» **ASSIGNMENT**
In the data that follows, find the line with "repository 174c3ed419edec73"; transcribe it, every later line up to the one with "filename crates/webfs-rpc/src/constants.rs", and that line as well, exactly and with no others.

Items from a data source:

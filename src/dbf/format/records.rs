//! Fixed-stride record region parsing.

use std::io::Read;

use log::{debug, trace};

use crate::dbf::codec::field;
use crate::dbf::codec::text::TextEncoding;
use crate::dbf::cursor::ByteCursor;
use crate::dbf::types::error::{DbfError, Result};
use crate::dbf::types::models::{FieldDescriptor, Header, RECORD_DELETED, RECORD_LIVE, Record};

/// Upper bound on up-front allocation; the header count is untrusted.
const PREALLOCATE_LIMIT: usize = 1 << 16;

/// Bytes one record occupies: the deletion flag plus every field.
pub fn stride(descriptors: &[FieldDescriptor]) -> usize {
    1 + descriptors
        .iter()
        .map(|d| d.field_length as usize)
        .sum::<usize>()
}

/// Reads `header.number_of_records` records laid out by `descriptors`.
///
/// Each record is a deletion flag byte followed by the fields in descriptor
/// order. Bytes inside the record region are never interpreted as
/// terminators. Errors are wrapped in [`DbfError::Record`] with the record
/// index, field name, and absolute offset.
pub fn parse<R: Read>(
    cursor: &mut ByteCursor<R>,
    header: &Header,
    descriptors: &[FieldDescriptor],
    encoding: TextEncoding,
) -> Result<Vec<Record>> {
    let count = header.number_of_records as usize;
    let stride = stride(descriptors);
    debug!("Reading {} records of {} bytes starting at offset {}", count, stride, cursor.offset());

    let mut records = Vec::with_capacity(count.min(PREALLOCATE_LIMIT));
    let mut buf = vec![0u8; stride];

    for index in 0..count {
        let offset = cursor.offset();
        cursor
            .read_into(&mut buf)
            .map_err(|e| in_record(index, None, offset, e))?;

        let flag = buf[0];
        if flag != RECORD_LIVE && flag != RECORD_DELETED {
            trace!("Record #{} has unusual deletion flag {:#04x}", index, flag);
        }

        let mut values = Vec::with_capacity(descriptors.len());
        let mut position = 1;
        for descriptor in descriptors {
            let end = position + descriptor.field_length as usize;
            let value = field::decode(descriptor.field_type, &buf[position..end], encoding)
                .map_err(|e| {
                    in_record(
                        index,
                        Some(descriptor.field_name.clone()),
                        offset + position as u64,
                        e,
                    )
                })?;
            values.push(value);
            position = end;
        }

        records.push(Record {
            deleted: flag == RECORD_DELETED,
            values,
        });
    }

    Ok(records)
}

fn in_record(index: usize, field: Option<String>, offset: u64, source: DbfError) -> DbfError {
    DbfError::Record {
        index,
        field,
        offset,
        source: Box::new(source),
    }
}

...

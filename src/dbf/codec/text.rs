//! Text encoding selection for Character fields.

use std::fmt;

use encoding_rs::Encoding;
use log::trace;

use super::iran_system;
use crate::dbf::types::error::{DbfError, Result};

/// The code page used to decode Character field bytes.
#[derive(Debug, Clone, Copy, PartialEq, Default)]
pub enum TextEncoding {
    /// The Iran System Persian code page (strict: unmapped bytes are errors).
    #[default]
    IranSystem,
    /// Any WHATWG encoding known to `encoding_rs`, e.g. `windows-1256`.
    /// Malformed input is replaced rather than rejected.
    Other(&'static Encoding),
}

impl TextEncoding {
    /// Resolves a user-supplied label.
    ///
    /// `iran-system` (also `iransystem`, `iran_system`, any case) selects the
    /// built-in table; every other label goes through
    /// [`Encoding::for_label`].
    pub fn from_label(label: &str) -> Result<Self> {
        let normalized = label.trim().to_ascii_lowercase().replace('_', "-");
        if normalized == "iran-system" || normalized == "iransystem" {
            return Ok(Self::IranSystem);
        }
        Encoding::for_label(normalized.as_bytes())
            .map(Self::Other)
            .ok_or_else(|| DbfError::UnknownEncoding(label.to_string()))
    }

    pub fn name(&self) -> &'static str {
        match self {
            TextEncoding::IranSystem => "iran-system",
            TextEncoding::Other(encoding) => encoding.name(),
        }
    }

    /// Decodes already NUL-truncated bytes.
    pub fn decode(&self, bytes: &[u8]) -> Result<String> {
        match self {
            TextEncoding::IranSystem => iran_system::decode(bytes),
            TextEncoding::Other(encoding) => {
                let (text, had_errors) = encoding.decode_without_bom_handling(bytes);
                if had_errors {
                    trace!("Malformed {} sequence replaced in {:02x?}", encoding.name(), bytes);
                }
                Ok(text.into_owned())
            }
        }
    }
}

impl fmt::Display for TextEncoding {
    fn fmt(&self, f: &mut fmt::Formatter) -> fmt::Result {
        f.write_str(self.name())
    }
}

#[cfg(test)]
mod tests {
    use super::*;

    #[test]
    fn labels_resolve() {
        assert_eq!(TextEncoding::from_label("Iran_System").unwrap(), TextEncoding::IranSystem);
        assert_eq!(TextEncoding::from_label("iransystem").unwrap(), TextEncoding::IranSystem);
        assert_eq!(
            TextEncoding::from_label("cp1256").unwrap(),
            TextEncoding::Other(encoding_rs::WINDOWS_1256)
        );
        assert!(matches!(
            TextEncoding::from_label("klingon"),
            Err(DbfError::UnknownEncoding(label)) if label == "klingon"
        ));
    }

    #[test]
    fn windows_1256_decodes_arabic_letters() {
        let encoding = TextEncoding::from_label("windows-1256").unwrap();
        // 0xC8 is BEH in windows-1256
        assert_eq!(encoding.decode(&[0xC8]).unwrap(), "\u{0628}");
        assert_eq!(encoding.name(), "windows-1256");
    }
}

---

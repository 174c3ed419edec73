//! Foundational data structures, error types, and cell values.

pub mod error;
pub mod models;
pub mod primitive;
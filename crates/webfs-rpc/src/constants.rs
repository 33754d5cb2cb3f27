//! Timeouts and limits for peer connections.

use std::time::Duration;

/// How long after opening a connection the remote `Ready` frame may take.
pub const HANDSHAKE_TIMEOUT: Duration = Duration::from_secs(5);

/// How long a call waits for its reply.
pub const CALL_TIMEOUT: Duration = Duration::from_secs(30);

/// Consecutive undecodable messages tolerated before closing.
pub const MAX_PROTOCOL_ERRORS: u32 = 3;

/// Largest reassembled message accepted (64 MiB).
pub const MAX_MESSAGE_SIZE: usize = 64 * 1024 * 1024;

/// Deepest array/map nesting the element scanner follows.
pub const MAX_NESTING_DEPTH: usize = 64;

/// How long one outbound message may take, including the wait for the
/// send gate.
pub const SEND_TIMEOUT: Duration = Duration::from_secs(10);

» **ANSWER TO THE EXERCISE**
repository 174c3ed419edec73
//! Foundational data structures, error types, and cell values.

pub mod error;
pub mod models;
pub mod primitive;
filename crates/webfs-rpc/src/constants.rs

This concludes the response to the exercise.